Saturday, January 04, 2025

“Five-Day Test Cricket match is boring …” – NO, IT IS NOT!

 

“Five-Day Test Cricket match is boring …” – NO, IT IS NOT!

 

‘Freedom has a thousand charms to show,

That Slaves, howe’er contented, never know - William Cowper

 

The above lines carry least relevance to what I am going to write in this post. No, I am not going to talk about the slaves that William Cowper talked about. Rather, this post is about a kind of slave I am, to five-day cricket test match, watching on TV, a luxury I am affording myself in my retired life.

Yes, I am an anachronism. In this fast, get-it-done-yesterday world, even leisure comes pre-packaged with moment–wise activity schedule. Of course, without such a schedule, the vacationers would be lost. In my understanding, a vacation should be schedule-free, but not for the current corps of vacationers.

Yes, a Test Cricket match takes inordinate time, over five days; approximately 30 hours. A One Day International (ODI) takes about 7 ½ hours; a T20I, about 3 ½ hours. This slave to the test match is contented with seeing any cricket on TV, but I miss the charms of a test match.

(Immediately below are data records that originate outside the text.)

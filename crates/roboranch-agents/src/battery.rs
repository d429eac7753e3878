//! Battery level with the `0 <= level <= max` invariant.
//!
//! Every mutation clamps, so no sequence of drains, charges, or restores
//! can leave the level outside its range.

/// A robot battery in milli-points.
#[derive(Debug, Clone, Copy, PartialEq, Eq)]
pub struct Battery {
    level_milli: u32,
    max_milli: u32,
}

impl Battery {
    /// A fully charged battery.
    pub const fn full(max_milli: u32) -> Self {
        Self {
            level_milli: max_milli,
            max_milli,
        }
    }

    /// A battery at `level_milli`, clamped to capacity.
    pub fn at(level_milli: u32, max_milli: u32) -> Self {
        Self {
            level_milli: level_milli.min(max_milli),
            max_milli,
        }
    }

    /// Current level.
    pub const fn level_milli(&self) -> u32 {
        self.level_milli
    }

    /// Capacity.
    pub const fn max_milli(&self) -> u32 {
        self.max_milli
    }

    /// Level as a whole percentage of capacity.
    pub fn pct(&self) -> u32 {
        let pct = u64::from(self.level_milli)
            .saturating_mul(100)
            .checked_div(u64::from(self.max_milli))
            .unwrap_or(0);
        u32::try_from(pct).unwrap_or(100)
    }

    /// Whether the level is at or below `pct` percent of capacity.
    pub fn at_or_below_pct(&self, pct: u32) -> bool {
        u64::from(self.level_milli).saturating_mul(100)
            <= u64::from(self.max_milli).saturating_mul(u64::from(pct))
    }

    /// Whether the battery is empty.
    pub const fn is_empty(&self) -> bool {
        self.level_milli == 0
    }

    /// Whether the battery is full.
    pub const fn is_full(&self) -> bool {
        self.level_milli >= self.max_milli
    }

    /// Remove `amount`, stopping at zero.
    pub const fn drain(&mut self, amount_milli: u32) {
        self.level_milli = self.level_milli.saturating_sub(amount_milli);
    }

    /// Add `amount`, stopping at capacity.
    pub fn charge(&mut self, amount_milli: u32) {
        self.level_milli = self.level_milli.saturating_add(amount_milli).min(self.max_milli);
    }

    /// Add `pct` percent of capacity, stopping at capacity.
    pub fn restore_pct(&mut self, pct: u32) {
        let amount = u64::from(self.max_milli)
            .saturating_mul(u64::from(pct))
            .checked_div(100)
            .unwrap_or(0);
        self.charge(u32::try_from(amount).unwrap_or(u32::MAX));
    }
}

#[cfg(test)]
mod tests {
    use super::*;

    #[test]
    fn drain_and_charge_clamp() {
        let mut b = Battery::full(1000);
        b.charge(500);
        assert_eq!(b.level_milli(), 1000);
        b.drain(1500);
        assert_eq!(b.level_milli(), 0);
        assert!(b.is_empty());
        b.charge(250);
        assert_eq!(b.pct(), 25);
    }

    #[test]
    fn thresholds() {
        let b = Battery::at(15_000, 100_000);
        assert!(b.at_or_below_pct(15));
        assert!(!b.at_or_below_pct(14));
        assert!(Battery::at(0, 60_000).at_or_below_pct(0));
    }

    #[test]
    fn restore_adds_share_of_capacity() {
        let mut b = Battery::at(5_000, 60_000);
        b.restore_pct(35);
        assert_eq!(b.level_milli(), 26_000);
        b.restore_pct(100);
        assert!(b.is_full());
    }

    #[test]
    fn at_clamps_to_capacity() {
        assert_eq!(Battery::at(9_999, 100).level_milli(), 100);
    }
}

One question to make a point: Has an ODI or a T20I ever kept you on the edge of your seat from morning (say, 09:00 hrs.) to about 16:30 hrs.? They could not have. Never. But, I was stuck to my chair for the full duration of a day’s play (including the lunch and tea breaks) for the test match at Eden Gardens in Kolkata (was it Calcutta in 2001? Who cares?).

I may be wrong in the commas and periods of the events of the fourth day of the match, India following on after its dismal first innings score. But, just listen to my memory. Every ball bowled by Australia on that day–I mean EVERY BALL–was a potential last nail on Indian team’s coffin. Yet, the then mighty Australians were denied, and how!

VVS Laxman and Rahul Dravid (the Wall) just dug in, dug in, and dug in till stumps that day, fateful for the Australians. Every ball mattered. Digging in did not mean Ken Barrington’s (English cricketer) block-bloc-block strategy, but going after hittable balls with gusto (no sixes, if I remember right; too risky). VVSL scored a double century and RD, a century. Then, things happened on the final day and Harbhajan Singh took over in Australia’s second innings, scalped three or four wickets, all crucial.

Till the end, it was edge-of-the-seat tension. Will Australia, playing for a draw, be successful, an asterisked word, given the context India won? Would it not be a blot on their reputation? Yes, and yes, and it was not to be.      

India won. That was how.

This was not a one-off. More than a few decades earlier, I had heard, on All India Radio, Mansur Ali Khan, Nawab of Pataudi, score a double century by sending the ball across the rope on the last ball of a test match. That was excitement, even when everyone knew that the match was ending in a draw. He scored 203, I vividly remember, hearing it at my friend’s place, sneaking out of school. Yes, I have had my escapades!

One more, to round off, of being a witness of an unedifying collapse, when Australia and India played a test match at Chepauk. India was in a comfortable position. But, before I could have finished that sentence, Indian batting collapsed.

At stumps the previous day, Australians were reeling at 24 for 6 with all the biggies sent home. Then, Ian Redpath hit a skier that Ajit Wadekar could not hold on to (the sun was in his face, and it was on mine too, in the stands). The batsman made some 60 plus and that turned out to have been enough for an Australian win. The missed catch, there ended the match, a terrible loss.

Now, I am writing all of these without referring to any scrap book (I have none on this topic), no Googling. They just stayed in my mind as the voice of radio commentators, and, in the last episode narrated, a dispiriting personal experience, in sports.

It is not impossible that three or four decades later, some cricket fan now in his/her (my female cousin knew cricket stats upside down) could recall similar details of excitement in their ODI or T20I experience on TV.

I doubt it, though. There are just too many of them and one’s brain shovels horse shit every so often.

In my mind, I still carry them. So, it might not be about the format of the cricket, but more about how much. I was slave to test cricket in my youth because that was the only game in town. It ain’t so anymore.

Just musing: Will Cowper’s lines resonate with descendants of slaves among today’s youth?

Raghuram Ekambaram

1 comment:

mandakolathur said...

It is kind of surprising that even the few people (no more than five) who visit / read through my blog posts did not seem to have made the connection I sought to make. Perhaps it was too tenuous.

The critical sentence in the body of the post is that I am a slave of Test Cricket, and life is cricket in all its forms with charms that are lost on me. While I watch all the other formats of cricket, it is a Test match, even matches in which India has no skin, that gives me great pleasure.

Come to the last sentence. I am asking whether the descendants of slaves ever enjoy the charms of life. Freedom has come to them at no discernible cost, except through history. Who cares?

Indian "untouchables" are perhaps "better" placed as they still experience casteism(?) Listen to Arundhati Roy on this.